**Given information**.
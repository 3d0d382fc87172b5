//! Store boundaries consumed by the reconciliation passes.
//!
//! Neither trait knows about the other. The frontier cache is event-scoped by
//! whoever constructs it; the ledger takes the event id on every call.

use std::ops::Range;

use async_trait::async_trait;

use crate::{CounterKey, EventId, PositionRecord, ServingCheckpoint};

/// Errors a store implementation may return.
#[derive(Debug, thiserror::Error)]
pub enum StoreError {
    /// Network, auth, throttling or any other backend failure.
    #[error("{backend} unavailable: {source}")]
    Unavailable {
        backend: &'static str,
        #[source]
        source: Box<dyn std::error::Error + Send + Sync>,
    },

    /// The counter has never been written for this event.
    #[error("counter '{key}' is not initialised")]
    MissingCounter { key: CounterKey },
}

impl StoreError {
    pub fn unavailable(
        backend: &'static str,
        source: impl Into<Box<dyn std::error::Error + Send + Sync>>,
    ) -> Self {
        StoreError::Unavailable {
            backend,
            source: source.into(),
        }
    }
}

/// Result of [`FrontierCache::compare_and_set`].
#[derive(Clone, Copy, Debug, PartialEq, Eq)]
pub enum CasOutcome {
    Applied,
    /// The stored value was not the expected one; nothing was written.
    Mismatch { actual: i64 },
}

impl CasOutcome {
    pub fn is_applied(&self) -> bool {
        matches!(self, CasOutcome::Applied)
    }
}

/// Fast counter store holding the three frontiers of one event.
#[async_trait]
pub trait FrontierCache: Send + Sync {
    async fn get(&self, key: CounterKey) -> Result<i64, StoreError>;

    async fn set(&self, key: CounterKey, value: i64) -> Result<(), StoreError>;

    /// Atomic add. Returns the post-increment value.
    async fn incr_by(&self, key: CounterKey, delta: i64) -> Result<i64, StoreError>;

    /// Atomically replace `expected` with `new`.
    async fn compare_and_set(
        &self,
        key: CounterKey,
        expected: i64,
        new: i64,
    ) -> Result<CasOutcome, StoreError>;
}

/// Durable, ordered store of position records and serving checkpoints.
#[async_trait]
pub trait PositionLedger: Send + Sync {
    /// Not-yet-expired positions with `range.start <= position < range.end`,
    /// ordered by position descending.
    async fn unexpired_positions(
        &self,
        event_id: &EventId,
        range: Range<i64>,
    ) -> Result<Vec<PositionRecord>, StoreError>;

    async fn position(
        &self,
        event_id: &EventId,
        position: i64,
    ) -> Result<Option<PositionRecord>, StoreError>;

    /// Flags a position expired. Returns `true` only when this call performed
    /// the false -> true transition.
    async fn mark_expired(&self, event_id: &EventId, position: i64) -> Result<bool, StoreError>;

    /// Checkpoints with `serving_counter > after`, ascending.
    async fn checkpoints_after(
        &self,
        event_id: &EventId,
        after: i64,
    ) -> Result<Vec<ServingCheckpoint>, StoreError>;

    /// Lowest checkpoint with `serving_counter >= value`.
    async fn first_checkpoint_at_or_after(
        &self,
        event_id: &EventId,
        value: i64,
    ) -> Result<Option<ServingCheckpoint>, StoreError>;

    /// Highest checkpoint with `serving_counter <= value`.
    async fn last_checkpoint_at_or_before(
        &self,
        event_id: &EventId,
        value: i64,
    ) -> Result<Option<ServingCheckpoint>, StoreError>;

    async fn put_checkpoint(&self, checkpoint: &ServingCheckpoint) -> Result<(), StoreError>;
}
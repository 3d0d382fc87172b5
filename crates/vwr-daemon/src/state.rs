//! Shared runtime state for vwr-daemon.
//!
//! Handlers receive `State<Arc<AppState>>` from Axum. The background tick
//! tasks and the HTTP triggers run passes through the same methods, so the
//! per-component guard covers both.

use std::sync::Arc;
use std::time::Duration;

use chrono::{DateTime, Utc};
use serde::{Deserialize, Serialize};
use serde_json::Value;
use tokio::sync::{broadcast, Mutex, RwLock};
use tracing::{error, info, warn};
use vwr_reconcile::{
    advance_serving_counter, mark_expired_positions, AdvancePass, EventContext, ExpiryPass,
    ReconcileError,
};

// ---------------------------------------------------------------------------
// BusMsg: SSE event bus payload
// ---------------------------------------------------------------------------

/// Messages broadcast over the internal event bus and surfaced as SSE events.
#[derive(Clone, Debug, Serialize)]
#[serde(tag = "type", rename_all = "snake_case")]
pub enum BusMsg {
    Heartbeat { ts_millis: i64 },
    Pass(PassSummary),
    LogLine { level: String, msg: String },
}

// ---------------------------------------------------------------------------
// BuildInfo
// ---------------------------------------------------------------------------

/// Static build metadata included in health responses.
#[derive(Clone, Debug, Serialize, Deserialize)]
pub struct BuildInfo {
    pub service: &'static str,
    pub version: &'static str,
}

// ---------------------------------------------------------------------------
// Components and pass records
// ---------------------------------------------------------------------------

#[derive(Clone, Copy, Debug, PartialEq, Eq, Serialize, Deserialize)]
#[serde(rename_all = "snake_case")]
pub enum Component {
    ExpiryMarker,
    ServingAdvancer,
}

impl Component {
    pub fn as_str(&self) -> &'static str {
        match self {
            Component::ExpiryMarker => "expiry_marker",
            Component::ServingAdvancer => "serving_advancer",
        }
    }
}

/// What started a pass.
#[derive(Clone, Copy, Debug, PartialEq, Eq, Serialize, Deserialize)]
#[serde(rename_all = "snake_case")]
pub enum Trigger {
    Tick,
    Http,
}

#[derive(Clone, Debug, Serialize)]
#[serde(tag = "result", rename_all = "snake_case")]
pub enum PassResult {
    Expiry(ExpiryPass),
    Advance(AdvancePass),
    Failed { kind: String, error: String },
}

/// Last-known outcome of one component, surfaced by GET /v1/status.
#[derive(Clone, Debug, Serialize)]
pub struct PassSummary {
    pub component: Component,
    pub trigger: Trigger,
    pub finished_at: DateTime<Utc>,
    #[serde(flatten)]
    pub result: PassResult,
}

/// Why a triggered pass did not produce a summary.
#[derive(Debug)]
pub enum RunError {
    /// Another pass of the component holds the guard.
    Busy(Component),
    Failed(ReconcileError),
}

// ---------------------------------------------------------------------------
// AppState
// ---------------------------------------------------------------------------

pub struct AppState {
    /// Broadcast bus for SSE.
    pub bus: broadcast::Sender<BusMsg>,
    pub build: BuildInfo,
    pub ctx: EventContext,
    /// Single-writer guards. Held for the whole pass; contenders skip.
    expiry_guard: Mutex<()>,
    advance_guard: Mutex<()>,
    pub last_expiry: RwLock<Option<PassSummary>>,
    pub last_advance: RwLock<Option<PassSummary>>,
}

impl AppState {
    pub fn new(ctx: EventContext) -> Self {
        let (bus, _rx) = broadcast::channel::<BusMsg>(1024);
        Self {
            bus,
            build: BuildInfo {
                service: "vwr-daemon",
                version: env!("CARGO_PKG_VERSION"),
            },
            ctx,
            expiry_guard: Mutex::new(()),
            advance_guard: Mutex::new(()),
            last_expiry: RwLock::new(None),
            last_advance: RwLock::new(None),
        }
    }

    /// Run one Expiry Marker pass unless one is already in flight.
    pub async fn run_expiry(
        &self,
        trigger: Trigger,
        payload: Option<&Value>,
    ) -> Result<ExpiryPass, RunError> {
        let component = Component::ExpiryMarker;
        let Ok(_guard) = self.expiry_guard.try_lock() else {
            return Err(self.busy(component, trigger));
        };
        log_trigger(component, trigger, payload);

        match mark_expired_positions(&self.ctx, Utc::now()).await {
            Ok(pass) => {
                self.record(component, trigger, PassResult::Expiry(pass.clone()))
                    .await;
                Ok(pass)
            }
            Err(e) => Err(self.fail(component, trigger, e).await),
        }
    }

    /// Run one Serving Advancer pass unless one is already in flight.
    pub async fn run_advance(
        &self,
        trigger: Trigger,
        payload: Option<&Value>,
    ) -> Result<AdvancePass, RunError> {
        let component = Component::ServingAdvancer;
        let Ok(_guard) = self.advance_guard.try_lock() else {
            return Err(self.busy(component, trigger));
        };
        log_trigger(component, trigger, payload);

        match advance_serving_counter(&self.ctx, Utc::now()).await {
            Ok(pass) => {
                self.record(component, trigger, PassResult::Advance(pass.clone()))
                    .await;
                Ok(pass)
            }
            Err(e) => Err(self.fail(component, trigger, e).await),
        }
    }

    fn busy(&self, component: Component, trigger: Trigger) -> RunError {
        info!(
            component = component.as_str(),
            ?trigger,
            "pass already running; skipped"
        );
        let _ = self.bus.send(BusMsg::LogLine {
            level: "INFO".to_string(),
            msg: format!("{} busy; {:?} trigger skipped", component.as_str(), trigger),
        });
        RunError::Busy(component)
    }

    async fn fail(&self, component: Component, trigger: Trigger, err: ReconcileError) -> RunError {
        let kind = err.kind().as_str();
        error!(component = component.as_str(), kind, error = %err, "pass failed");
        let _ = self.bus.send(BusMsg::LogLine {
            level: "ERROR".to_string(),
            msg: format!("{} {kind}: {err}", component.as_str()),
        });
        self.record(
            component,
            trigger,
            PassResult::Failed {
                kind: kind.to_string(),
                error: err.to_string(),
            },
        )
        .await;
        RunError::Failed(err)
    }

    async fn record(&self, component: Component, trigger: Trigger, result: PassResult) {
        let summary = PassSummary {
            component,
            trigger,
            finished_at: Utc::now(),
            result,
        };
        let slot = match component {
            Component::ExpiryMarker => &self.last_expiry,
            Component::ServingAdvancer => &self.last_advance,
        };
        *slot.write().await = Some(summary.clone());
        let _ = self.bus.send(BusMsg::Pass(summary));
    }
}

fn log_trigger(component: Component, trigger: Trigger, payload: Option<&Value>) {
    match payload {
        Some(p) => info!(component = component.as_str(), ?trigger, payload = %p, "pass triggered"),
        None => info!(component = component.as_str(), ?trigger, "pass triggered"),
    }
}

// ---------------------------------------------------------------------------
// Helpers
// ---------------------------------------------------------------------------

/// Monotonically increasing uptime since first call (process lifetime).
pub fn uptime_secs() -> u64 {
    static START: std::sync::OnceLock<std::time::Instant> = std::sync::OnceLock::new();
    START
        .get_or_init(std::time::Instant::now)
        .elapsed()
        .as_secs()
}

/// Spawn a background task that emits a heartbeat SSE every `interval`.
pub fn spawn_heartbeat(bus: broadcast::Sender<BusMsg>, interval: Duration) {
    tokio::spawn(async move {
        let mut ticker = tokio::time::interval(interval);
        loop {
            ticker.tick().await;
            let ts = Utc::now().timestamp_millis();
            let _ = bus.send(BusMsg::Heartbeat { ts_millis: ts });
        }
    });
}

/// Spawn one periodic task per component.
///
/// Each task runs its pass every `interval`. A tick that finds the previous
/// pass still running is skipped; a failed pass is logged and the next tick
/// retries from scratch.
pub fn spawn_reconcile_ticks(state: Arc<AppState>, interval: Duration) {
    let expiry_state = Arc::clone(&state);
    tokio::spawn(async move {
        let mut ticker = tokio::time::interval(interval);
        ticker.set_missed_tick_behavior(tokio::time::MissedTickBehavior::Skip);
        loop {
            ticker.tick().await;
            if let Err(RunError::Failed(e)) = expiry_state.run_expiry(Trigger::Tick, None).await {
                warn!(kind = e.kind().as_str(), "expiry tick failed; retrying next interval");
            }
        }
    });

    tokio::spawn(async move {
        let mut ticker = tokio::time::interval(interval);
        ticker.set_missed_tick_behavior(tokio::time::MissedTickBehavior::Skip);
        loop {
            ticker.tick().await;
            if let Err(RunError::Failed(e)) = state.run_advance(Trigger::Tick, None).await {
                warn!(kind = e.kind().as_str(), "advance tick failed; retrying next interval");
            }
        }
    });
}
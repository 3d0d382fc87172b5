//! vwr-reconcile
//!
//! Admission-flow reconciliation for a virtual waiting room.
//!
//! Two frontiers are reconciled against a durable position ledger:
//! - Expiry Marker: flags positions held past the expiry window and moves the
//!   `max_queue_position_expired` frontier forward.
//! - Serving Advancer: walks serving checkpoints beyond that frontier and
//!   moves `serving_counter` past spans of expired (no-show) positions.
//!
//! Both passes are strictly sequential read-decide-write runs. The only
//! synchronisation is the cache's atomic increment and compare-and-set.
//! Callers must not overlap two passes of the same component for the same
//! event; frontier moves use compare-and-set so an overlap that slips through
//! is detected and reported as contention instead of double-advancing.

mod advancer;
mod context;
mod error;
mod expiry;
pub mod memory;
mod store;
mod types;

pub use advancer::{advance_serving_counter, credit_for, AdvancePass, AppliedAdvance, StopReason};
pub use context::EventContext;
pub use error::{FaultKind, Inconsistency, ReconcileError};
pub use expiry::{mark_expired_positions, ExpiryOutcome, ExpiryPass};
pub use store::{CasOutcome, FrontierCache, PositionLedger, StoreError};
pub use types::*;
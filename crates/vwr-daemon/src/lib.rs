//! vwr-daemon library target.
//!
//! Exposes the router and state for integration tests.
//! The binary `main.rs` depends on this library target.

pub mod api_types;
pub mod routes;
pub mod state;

**What the exercise asks**.
The entries above hold the needed span. Transcribe exactly the lines from the one with "source: impl Into<Box<dyn" to the one with "pub enum CasOutcome", both included.

**Result**.
        source: impl Into<Box<dyn std::error::Error + Send + Sync>>,
    ) -> Self {
        StoreError::Unavailable {
            backend,
            source: source.into(),
        }
    }
}

/// Result of [`FrontierCache::compare_and_set`].
#[derive(Clone, Copy, Debug, PartialEq, Eq)]
pub enum CasOutcome {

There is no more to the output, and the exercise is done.